Opinion Columns & Blogs

14 years and counting: key dates in creating, recovering from the SC nuclear debacle

South Carolina’s nuclear debacle, clockwise from upper left: Protesters warn of pending problems in 2009; the VC Summer nuclear plant during construction of the third reactor; the Legislature applauds during Gov Henry McMaster’s 2018 State of the State address; Dominion Energy CEO Thomas Farrell II and SCANA CEO Jimmy Addison explain their proposed merger.
South Carolina’s nuclear debacle, clockwise from upper left: Protesters warn of pending problems in 2009; the VC Summer nuclear plant during construction of the third reactor; the Legislature applauds during Gov Henry McMaster’s 2018 State of the State address; Dominion Energy CEO Thomas Farrell II and SCANA CEO Jimmy Addison explain their proposed merger.
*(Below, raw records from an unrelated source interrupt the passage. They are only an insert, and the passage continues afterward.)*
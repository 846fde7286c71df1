//! Owner authentication route handlers.
//!
//! The owner scheme is stateless: login signs a token, logout can only clear
//! the cookie.

use axum::{
    Json, Router,
    extract::State,
    http::{HeaderMap, header},
    response::{IntoResponse, Response},
    routing::{get, post},
};
use serde::Deserialize;
use serde_json::{Value, json};

use crate::error::Result;
use crate::middleware::{RequireOwner, cookie_value};
use crate::services::session::{
    LoginAttempt, OWNER_COOKIE, OWNER_TOKEN_TTL_SECONDS, OwnerSessions, SessionProvider,
    build_cookie, clear_cookie,
};
use crate::state::AppState;

/// Build the owner auth router.
pub fn router() -> Router<AppState> {
    Router::new()
        .route("/auth/login", post(login))
        .route("/auth/logout", post(logout))
        .route("/auth/me", get(me))
}

#[derive(Debug, Deserialize)]
struct LoginRequest {
    #[serde(default)]
    username: String,
    #[serde(default)]
    password: String,
}

/// POST /auth/login
async fn login(
    State(state): State<AppState>,
    Json(request): Json<LoginRequest>,
) -> Result<Response> {
    let sessions = OwnerSessions::new(state.config());

    let issued = sessions
        .issue(LoginAttempt {
            username: request.username,
            password: request.password,
        })
        .await?;
    let principal = sessions.validate(&issued.value).await?;

    let cookie = build_cookie(
        OWNER_COOKIE,
        &issued.value,
        OWNER_TOKEN_TTL_SECONDS,
        state.config().mode.is_production(),
    );

    tracing::info!(username = %principal.username, "owner logged in");

    Ok((
        [(header::SET_COOKIE, cookie)],
        Json(json!({
            "ok": true,
            "role": principal.subject,
            "username": principal.username,
        })),
    )
        .into_response())
}

/// POST /auth/logout
///
/// Clears the cookie. The token itself stays valid until it expires; the
/// provider's `revoke` is a documented no-op for this scheme.
async fn logout(State(state): State<AppState>, headers: HeaderMap) -> Response {
    if let Some(token) = cookie_value(&headers, OWNER_COOKIE) {
        let _ = OwnerSessions::new(state.config()).revoke(&token).await;
    }

    let cookie = clear_cookie(OWNER_COOKIE, state.config().mode.is_production());

    (
        [(header::SET_COOKIE, cookie)],
        Json(json!({ "ok": true })),
    )
        .into_response()
}

/// GET /auth/me
async fn me(RequireOwner(principal): RequireOwner) -> Json<Value> {
    Json(json!({
        "role": principal.subject,
        "username": principal.username,
    }))
}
THE SC LEGISLATURE spent nearly a year trying to craft a response to the collapse of a nuclear construction project that collapsed $9 billion and 10 years in. But before that, lawmakers took actions for 13 years to encourage SCE&G parent company SCANA and state-owned Santee Cooper to build a new generation of nuclear reactors that would provide our state with a steady, reliable source of power for a burgeoning economy.

Not only did the assumption that we needed to go heavy into new nuclear turn out to be wrong, but in retrospect, decisions by all parties seem at best ill-advised and at worst … well, time will tell what at worst could mean.

The result is that $11 billion was spent (more than $2 billion by ratepayers, $9 billion by SCE&G and Santee Cooper, which will have to recoup those costs from … someone) on what are now essentially two giant mounds of concrete at the VC Summer nuclear facility in Fairfield County.

The following timeline, which I am updating periodically, traces this slow-motion disaster from a pro-utilities law the Legislature passed in 2004 to today.

Feb. 12, 2004: SC General Assembly passes S.208, creating the Office of Regulatory Staff to replace the state consumer advocate in representing the interests of the public in utility rate cases before the Public Service Commission. The office is required to balance the interest of ratepayers against the “preservation of the financial integrity of the state’s public utilities.”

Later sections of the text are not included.